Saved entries

/// Signal ingestion and query endpoints
use crate::{
    context::AppContext,
    error::{EngineError, EngineResult},
    signals::{NewSignal, RiskSignal},
};
use axum::{
    extract::{Path, Query, State},
    routing::{get, post},
    Json, Router,
};
use serde::Deserialize;

/// Query parameters for listing a user's signals
#[derive(Debug, Deserialize)]
pub struct ListSignalsParams {
    /// Lookback window in days. Defaults to the scoring window.
    pub days: Option<i64>,
}

/// Ingest one risk signal from an upstream classifier
///
/// Signals are append-only; scoring picks this one up on the user's
/// next recompute.
pub async fn ingest_signal(
    State(ctx): State<AppContext>,
    Json(body): Json<NewSignal>,
) -> EngineResult<Json<RiskSignal>> {
    let signal = ctx.signals.record(body).await?;

    tracing::debug!(
        signal_id = %signal.id,
        user_id = %signal.user_id,
        signal_type = signal.signal_type.as_str(),
        "signal_ingested"
    );

    Ok(Json(signal))
}

/// List a user's signals within a trailing window
pub async fn list_signals(
    State(ctx): State<AppContext>,
    Path(user_id): Path<String>,
    Query(params): Query<ListSignalsParams>,
) -> EngineResult<Json<Vec<RiskSignal>>> {
    let days = params
        .days
        .unwrap_or(ctx.config.scoring.signal_window_days);
    if days < 1 {
        return Err(EngineError::Validation(
            "days must be at least 1".to_string(),
        ));
    }

    let signals = ctx.signals.for_user_within(&user_id, days).await?;
    Ok(Json(signals))
}

/// Build signal routes
pub fn routes() -> Router<AppContext> {
    Router::new()
        .route("/api/signals", post(ingest_signal))
        .route("/api/users/:id/signals", get(list_signals))
}

#[cfg(test)]
mod tests {
    use super::*;
    use crate::signals::SignalType;

    #[test]
    fn test_new_signal_deserialization() {
        let json = r#"{
            "user_id": "u-1",
            "signal_type": "contact_phone",
            "confidence": 0.9,
            "evidence": {"message_id": "m-42"},
            "source_event_id": "evt-7",
            "detected_at": null
        }"#;
        let body: NewSignal = serde_json::from_str(json).unwrap();

        assert_eq!(body.user_id, "u-1");
        assert_eq!(body.signal_type, SignalType::ContactPhone);
        assert!(body.obfuscation_flags.is_empty());
        assert_eq!(body.source_event_id.as_deref(), Some("evt-7"));
    }

    #[test]
    fn test_list_params_default_days() {
        let params: ListSignalsParams = serde_json::from_str("{}").unwrap();
        assert!(params.days.is_none());

        let params: ListSignalsParams = serde_json::from_str(r#"{"days": 30}"#).unwrap();
        assert_eq!(params.days, Some(30));
    }
}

WHAT YOU SHOULD DO
Every entry must be quoted exactly as it appears above.

OUTPUT OF THE EXERCISE
/// Signal ingestion and query endpoints
use crate::{
    context::AppContext,
    error::{EngineError, EngineResult},
    signals::{NewSignal, RiskSignal},
};
use axum::{
    extract::{Path, Query, State},
    routing::{get, post},
    Json, Router,
};
use serde::Deserialize;

/// Query parameters for listing a user's signals
#[derive(Debug, Deserialize)]
pub struct ListSignalsParams {
    /// Lookback window in days. Defaults to the scoring window.
    pub days: Option<i64>,
}

/// Ingest one risk signal from an upstream classifier
///
/// Signals are append-only; scoring picks this one up on the user's
/// next recompute.
pub async fn ingest_signal(
    State(ctx): State<AppContext>,
    Json(body): Json<NewSignal>,
) -> EngineResult<Json<RiskSignal>> {
    let signal = ctx.signals.record(body).await?;

    tracing::debug!(
        signal_id = %signal.id,
        user_id = %signal.user_id,
        signal_type = signal.signal_type.as_str(),
        "signal_ingested"
    );

    Ok(Json(signal))
}

/// List a user's signals within a trailing window
pub async fn list_signals(
    State(ctx): State<AppContext>,
    Path(user_id): Path<String>,
    Query(params): Query<ListSignalsParams>,
) -> EngineResult<Json<Vec<RiskSignal>>> {
    let days = params
        .days
        .unwrap_or(ctx.config.scoring.signal_window_days);
    if days < 1 {
        return Err(EngineError::Validation(
            "days must be at least 1".to_string(),
        ));
    }

    let signals = ctx.signals.for_user_within(&user_id, days).await?;
    Ok(Json(signals))
}

/// Build signal routes
pub fn routes() -> Router<AppContext> {
    Router::new()
        .route("/api/signals", post(ingest_signal))
        .route("/api/users/:id/signals", get(list_signals))
}

#[cfg(test)]
mod tests {
    use super::*;
    use crate::signals::SignalType;

    #[test]
    fn test_new_signal_deserialization() {
        let json = r#"{
            "user_id": "u-1",
            "signal_type": "contact_phone",
            "confidence": 0.9,
            "evidence": {"message_id": "m-42"},
            "source_event_id": "evt-7",
            "detected_at": null
        }"#;
        let body: NewSignal = serde_json::from_str(json).unwrap();

        assert_eq!(body.user_id, "u-1");
        assert_eq!(body.signal_type, SignalType::ContactPhone);
        assert!(body.obfuscation_flags.is_empty());
        assert_eq!(body.source_event_id.as_deref(), Some("evt-7"));
    }

    #[test]
    fn test_list_params_default_days() {
        let params: ListSignalsParams = serde_json::from_str("{}").unwrap();
        assert!(params.days.is_none());

        let params: ListSignalsParams = serde_json::from_str(r#"{"days": 30}"#).unwrap();
        assert_eq!(params.days, Some(30));
    }
}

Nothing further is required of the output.